Ceauceșcu was pleased to see his people differentiated from all his neighbors.
Politically, Ceauceșcu also sought opportunities to thumb his nose at his neighbors. He liked to be seen as making his own way in the world, not kowtowing to the Soviet Union or other larger nations. One example was his hosting, secretly, talks involving President Anwar Sadat of Egypt that led to Sadat's visit to Israel in late 1977. Those talks occurred in Bucharest early in my time in Romania, on a weekend when I traveled Thursday evening by train from Iasi to Bucharest.
Before I left Iași, my Fulbright researcher friend, Paul, asked how I had managed to get a ticket for that evening. He had gone that morning to buy a ticket, but he was told no one from the university was being allowed to travel that weekend. I must have purchased my ticket several days before, so I went to the train station Thursday evening and had no trouble getting a seat.
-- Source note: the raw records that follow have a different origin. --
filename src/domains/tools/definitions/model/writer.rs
//! Multi-geometry model file writer.
//!
//! Routes decoded geometry values into a model container by kind and
//! persists the collected archives. The binary model format itself belongs
//! to the external geometry library; what matters here is the classification
//! contract: each object is filed under the first kind it matches, and
//! unrecognized objects are skipped rather than rejected.

use serde::{Deserialize, Serialize};
use std::collections::HashMap;
use std::path::Path;
use thiserror::Error;
use tracing::{debug, warn};

use super::geometry::{Geometry, GeometryKind};
use crate::domains::tools::definitions::compute::DecodedValue;

/// Errors from reading or writing model files.
#[derive(Debug, Error)]
pub enum ModelError {
    #[error("I/O error: {0}")]
    Io(#[from] std::io::Error),

    #[error("Invalid model file: {0}")]
    Invalid(#[from] serde_json::Error),
}

/// An in-memory model being assembled for writing.
///
/// Objects are stored as opaque archives grouped by kind; the container
/// exposes one add-operation per kind, mirroring the external model API.
#[derive(Debug, Default, Serialize, Deserialize)]
pub struct ModelWriter {
    objects: Vec<ModelObject>,
}

/// One filed object: its kind plus the untouched archive payload.
#[derive(Debug, Clone, Serialize, Deserialize)]
pub struct ModelObject {
    pub kind: GeometryKind,
    pub archive: serde_json::Value,
}

impl ModelWriter {
    pub fn new() -> Self {
        Self::default()
    }

    pub fn add_curve(&mut self, geometry: &Geometry) {
        self.file(GeometryKind::Curve, geometry);
    }

    pub fn add_point(&mut self, geometry: &Geometry) {
        self.file(GeometryKind::Point, geometry);
    }

    pub fn add_surface(&mut self, geometry: &Geometry) {
        self.file(GeometryKind::Surface, geometry);
    }

    pub fn add_mesh(&mut self, geometry: &Geometry) {
        self.file(GeometryKind::Mesh, geometry);
    }

    pub fn add_brep(&mut self, geometry: &Geometry) {
        self.file(GeometryKind::Brep, geometry);
    }

    fn file(&mut self, kind: GeometryKind, geometry: &Geometry) {
        self.objects.push(ModelObject {
            kind,
            archive: geometry.archive.clone(),
        });
    }

    /// Route one geometry object to the matching add-operation.
    ///
    /// Kinds are tried in the fixed classification order; an unknown kind
    /// is skipped and reported as `false`.
    pub fn add_geometry(&mut self, geometry: &Geometry) -> bool {
        match geometry.kind {
            GeometryKind::Curve => self.add_curve(geometry),
            GeometryKind::Point => self.add_point(geometry),
            GeometryKind::Surface => self.add_surface(geometry),
            GeometryKind::Mesh => self.add_mesh(geometry),
            GeometryKind::Brep => self.add_brep(geometry),
            GeometryKind::Unknown => {
                warn!("Skipping geometry of unrecognized kind");
                return false;
            }
        }
        true
    }

    /// Number of objects filed so far.
    pub fn len(&self) -> usize {
        self.objects.len()
    }

    pub fn is_empty(&self) -> bool {
        self.objects.is_empty()
    }

    /// Count filed objects per kind.
    pub fn counts(&self) -> HashMap<GeometryKind, usize> {
        let mut counts = HashMap::new();
        for object in &self.objects {
            *counts.entry(object.kind).or_insert(0) += 1;
        }
        counts
    }

    /// Persist the collected archives to `path`.
    pub fn save(&self, path: impl AsRef<Path>) -> Result<(), ModelError> {
        let file = std::fs::File::create(path.as_ref())?;
        serde_json::to_writer(file, self)?;
        debug!("Wrote {} objects to {:?}", self.objects.len(), path.as_ref());
        Ok(())
    }
}

/// File the geometry objects from a decoded output sequence and write
/// the resulting model. Non-geometry values and unrecognized kinds are
/// skipped. Returns how many objects were written.
pub fn save_model(values: &[DecodedValue], path: impl AsRef<Path>) -> Result<usize, ModelError> {
    let mut model = ModelWriter::new();
    for value in values {
        if let DecodedValue::Geometry(geometry) = value {
            model.add_geometry(geometry);
        }
    }
    model.save(path)?;
    Ok(model.len())
}

/// Read a saved model back for inspection.
pub fn read_model(path: impl AsRef<Path>) -> Result<ModelWriter, ModelError> {
    let file = std::fs::File::open(path.as_ref())?;
    let model = serde_json::from_reader(file)?;
    Ok(model)
}
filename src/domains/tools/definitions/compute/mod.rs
//! Rhino.Compute tools: HTTP client, data-tree codec, and the Grasshopper
//! evaluation tools built on them.

pub mod client;
pub mod context;
pub mod math;
pub mod run_definition;
pub mod tree;

pub use client::{ComputeClient, ComputeError};
pub use context::{ContextGeneratorParams, ContextGeneratorTool};
pub use math::{RunMathParams, RunMathTool};
pub use run_definition::{NamedParameter, RunDefinitionParams, RunDefinitionTool};
pub use tree::{
    DEFAULT_OUTPUT_BRANCH, DataTree, DecodedValue, EvaluateResponse, ParamValue, TreeItem,
    decode_branch, decode_output, encode_parameter, encode_parameters, find_output,
};
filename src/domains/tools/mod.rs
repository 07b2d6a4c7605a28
//! Tools domain module.
//!
//! This module handles all tool-related functionality for the MCP server.
//! Tools are executable functions that can be called by MCP clients to perform
//! specific actions or computations.
//!
//! ## Architecture
//!
//! - `definitions/` - Individual tool implementations (one file per tool)
//! - `router.rs` - Dynamic ToolRouter builder for STDIO transport
//! - `registry.rs` - Central tool registry and HTTP dispatch
//! - `error.rs` - Tool-specific error types
//!
//! ## Adding a New Tool
//!
//! 1. Create a new file in `definitions/` (e.g., `my_tool.rs`)
//! 2. Define params, execute(), and http_handler()
//! 3. Export in `definitions/mod.rs`
//! 4. Add route in `router.rs` using `with_route()`
//! 5. Register in `registry.rs` for HTTP support
//!
//! **No need to modify `server.rs`!** The router is built dynamically.

pub mod definitions;
mod error;
mod registry;
pub mod router;

pub use error::ToolError;
pub use registry::ToolRegistry;
pub use router::build_tool_router;
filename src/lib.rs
//! MCP Server Library
//!
//! This crate provides a Model Context Protocol (MCP) server that bridges
//! MCP clients to a Rhino.Compute instance: Grasshopper definition
//! evaluation, location-driven context model generation, and a weather
//! lookup, organized in a modular architecture by domains.
//!
//! # Architecture
//!
//! The server is organized into the following modules:
//!
//! - **core**: Core infrastructure including configuration, error handling, and the main server
//! - **domains**: Business logic organized by bounded contexts
//!   - **tools**: MCP tools that can be executed by clients
//!
//! # Example
//!
//! ```rust,no_run
//! use compute_mcp_server::{core::McpServer, core::Config};
//!
//! #[tokio::main]
//! async fn main() -> anyhow::Result<()> {
//!     let config = Config::from_env();
//!     let server = McpServer::new(config);
//!     // Start the server...
//!     Ok(())
//! }
//! ```

pub mod core;
pub mod domains;

// Re-export commonly used types for convenience
pub use core::{Config, Error, McpServer, Result};
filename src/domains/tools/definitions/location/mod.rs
//! Location tools: Nominatim geocoding, the resolution pipeline, and the
//! location-to-coordinates tool.

pub mod nominatim;
pub mod pipeline;
pub mod resolve;

pub use nominatim::{GeocodeCandidate, GeocodeClient, GeocodeError};
pub use pipeline::{BoundingBox, LocationError, overpass_url, resolve_location};
pub use resolve::{LocationToCoordinatesParams, LocationToCoordinatesTool};
//! Transport service - orchestrates different transport types.
//!
//! This service provides a unified interface for starting the MCP server
//! with different transport mechanisms.

use tracing::info;

use super::{TransportConfig, TransportResult};
use crate::core::McpServer;

#[cfg(feature = "stdio")]
use super::stdio::StdioTransport;

#[cfg(feature = "http")]
use super::http::HttpTransport;

/// Transport service - manages the transport layer for the MCP server.
pub struct TransportService {
    config: TransportConfig,
}

impl TransportService {
    /// Create a new transport service with the given configuration.
    pub fn new(config: TransportConfig) -> Self {
        Self { config }
    }

    /// Create a transport service from environment variables.
    pub fn from_env() -> Self {
        Self::new(TransportConfig::from_env())
    }

    /// Get the transport configuration.
    pub fn config(&self) -> &TransportConfig {
        &self.config
    }

    /// Log information about the configured transport.
    pub fn log_info(&self) {
        info!("Starting transport: {}", self.config.description());
    }

    /// Start the transport with the given MCP server.
    ///
    /// This method blocks until the transport is shut down.
    pub async fn run(self, server: McpServer) -> TransportResult<()> {
        self.log_info();

        match self.config {
            #[cfg(feature = "stdio")]
            TransportConfig::Stdio => StdioTransport::run(server).await,
            #[cfg(feature = "http")]
            TransportConfig::Http(cfg) => HttpTransport::new(cfg).run(server).await,
        }
    }
}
When I arrived in Bucharest that Friday morning, many of my friends expressed surprise that I had been able to get on the train. At the university in Bucharest, students weren't allowed to leave their dormitory buildings. No one knew why this was so, but there were, as was always the case in Romania, rumors. That weekend, my life went by quite normally. Most of my friends in Bucharest were connected to the embassy or the American School, and there were no restrictions placed on their movements. There may have been a few more Romanian policemen around the embassy, and they may have been a little more aggressive in demanding to see identification of people passing it on the street. But nothing really interfered.
When I returned to Iași, I learned that others had not been so lucky. In addition to my friend Paul not being able to buy a ticket on Thursday, the students in Iasi were also confined to their dormitories for the weekend. And we heard that one of the American Fulbright lecturers in Cluj-Napoca who wasn't able to get a plane or train ticket decided to drive to Bucharest for the weekend, but she was turned back on the highway. Still we had no knowledge of why.
Golda Meir and Anwar Sadat, www.aljazeera.com |
Four years later, President Sadak was assassinated by one of his people. Eight years later again, Ceauceșcu met a similar fate, though without the same level of surprise.